Task brief -
Calculate how many lines in the following records hold the word "body", and report that number without comment.
======== Exercise data ========
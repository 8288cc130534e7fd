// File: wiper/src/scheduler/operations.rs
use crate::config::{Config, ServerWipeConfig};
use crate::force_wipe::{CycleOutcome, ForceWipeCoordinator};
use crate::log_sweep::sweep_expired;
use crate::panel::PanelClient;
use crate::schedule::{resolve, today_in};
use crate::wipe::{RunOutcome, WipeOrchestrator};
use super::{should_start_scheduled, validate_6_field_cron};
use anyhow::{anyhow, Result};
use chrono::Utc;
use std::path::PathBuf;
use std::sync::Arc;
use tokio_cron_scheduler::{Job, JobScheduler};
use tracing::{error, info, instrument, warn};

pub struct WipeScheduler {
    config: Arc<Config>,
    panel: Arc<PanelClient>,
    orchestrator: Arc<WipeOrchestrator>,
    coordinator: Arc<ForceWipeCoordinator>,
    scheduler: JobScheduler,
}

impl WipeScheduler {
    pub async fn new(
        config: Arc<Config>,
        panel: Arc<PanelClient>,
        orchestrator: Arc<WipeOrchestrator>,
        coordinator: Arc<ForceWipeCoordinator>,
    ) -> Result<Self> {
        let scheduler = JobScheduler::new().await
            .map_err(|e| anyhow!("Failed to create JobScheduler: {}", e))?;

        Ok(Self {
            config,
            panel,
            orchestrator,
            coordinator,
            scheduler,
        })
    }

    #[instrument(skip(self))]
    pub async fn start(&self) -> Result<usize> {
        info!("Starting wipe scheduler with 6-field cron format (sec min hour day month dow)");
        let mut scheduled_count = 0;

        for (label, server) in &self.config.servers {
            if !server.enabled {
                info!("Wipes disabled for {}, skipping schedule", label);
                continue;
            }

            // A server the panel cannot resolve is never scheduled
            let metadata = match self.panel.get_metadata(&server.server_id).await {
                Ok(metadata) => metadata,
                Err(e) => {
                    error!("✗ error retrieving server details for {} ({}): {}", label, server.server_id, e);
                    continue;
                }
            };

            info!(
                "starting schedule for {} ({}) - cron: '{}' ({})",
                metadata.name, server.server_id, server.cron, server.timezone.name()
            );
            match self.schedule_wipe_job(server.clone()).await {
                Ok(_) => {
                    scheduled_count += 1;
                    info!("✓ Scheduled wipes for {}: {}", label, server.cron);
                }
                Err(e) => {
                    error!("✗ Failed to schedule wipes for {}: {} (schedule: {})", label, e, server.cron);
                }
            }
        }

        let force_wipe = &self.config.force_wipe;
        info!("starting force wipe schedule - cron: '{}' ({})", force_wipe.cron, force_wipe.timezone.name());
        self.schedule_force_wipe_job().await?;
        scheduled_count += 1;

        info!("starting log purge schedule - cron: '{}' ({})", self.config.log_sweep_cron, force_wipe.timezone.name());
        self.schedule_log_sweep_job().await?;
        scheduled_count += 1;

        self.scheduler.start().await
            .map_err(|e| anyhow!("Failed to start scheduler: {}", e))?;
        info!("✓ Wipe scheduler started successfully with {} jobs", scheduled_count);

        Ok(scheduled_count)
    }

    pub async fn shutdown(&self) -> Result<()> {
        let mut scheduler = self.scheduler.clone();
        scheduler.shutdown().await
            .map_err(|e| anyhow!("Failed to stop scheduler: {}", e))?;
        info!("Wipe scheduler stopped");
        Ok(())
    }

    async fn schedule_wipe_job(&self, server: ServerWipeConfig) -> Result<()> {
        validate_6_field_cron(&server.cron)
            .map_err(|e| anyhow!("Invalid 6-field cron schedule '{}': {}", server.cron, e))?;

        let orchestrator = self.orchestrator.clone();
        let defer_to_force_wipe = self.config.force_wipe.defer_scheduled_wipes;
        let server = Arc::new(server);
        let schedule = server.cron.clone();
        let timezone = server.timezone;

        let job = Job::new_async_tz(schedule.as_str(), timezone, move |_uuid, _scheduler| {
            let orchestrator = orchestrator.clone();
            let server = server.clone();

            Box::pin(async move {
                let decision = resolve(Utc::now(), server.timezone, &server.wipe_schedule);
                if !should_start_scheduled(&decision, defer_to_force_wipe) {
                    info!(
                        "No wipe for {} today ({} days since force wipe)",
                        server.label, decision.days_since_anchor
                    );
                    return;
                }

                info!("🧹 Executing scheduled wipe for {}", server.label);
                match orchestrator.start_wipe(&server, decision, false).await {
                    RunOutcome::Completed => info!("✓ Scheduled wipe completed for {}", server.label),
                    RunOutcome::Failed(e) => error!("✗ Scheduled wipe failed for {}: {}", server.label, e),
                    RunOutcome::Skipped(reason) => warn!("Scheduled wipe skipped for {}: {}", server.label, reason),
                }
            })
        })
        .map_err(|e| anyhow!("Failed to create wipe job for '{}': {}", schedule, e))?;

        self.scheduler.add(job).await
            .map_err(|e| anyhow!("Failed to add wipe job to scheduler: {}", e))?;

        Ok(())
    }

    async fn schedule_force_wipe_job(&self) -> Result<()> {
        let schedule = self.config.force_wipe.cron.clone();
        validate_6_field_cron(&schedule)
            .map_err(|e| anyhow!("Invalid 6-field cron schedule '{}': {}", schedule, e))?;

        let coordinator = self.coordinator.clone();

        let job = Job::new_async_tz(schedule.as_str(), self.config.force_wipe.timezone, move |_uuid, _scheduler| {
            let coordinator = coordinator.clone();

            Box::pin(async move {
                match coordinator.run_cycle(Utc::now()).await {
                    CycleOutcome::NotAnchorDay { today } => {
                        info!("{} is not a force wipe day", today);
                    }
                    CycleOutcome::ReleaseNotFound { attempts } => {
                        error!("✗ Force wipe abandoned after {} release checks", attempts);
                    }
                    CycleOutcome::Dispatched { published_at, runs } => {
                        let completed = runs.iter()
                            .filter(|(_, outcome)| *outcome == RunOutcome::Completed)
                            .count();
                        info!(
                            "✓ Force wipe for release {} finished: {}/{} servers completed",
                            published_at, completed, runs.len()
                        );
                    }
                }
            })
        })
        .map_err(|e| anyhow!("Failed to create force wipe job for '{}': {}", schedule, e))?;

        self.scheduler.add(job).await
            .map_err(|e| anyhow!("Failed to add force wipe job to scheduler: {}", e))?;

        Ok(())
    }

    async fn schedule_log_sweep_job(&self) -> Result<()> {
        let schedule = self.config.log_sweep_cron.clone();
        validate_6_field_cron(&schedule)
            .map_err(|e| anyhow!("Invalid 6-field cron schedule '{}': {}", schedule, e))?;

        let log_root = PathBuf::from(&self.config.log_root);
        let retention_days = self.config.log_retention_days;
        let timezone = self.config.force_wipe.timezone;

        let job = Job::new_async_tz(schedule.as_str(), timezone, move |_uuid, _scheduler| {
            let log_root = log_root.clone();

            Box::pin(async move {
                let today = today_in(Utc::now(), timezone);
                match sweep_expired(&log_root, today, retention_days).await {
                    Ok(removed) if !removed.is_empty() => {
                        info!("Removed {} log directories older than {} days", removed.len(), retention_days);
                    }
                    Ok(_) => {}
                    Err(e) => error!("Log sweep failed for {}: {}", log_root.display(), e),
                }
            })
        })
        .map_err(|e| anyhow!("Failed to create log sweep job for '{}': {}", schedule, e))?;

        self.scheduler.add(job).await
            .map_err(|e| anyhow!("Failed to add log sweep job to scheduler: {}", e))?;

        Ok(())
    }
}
========
======== Exercise data ========
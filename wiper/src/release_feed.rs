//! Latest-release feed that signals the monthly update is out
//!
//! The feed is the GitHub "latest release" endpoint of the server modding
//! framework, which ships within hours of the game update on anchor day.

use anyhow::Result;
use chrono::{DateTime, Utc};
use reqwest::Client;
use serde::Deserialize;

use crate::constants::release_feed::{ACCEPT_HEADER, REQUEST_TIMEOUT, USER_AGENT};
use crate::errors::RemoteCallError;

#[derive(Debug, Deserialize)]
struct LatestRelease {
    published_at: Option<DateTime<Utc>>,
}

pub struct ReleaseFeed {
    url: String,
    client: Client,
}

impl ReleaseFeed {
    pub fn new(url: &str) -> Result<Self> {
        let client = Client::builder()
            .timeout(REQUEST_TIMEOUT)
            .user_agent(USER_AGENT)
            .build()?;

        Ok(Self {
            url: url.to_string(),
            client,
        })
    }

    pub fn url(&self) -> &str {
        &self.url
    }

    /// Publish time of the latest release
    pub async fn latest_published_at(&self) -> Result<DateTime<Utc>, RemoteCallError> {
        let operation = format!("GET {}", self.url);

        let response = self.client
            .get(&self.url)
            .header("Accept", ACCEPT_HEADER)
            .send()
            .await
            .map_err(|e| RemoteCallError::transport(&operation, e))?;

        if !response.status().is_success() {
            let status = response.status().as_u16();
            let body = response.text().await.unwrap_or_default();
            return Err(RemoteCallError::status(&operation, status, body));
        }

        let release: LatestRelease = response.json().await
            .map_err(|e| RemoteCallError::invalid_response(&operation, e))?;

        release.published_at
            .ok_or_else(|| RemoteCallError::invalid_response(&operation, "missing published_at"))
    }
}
========
Output -
2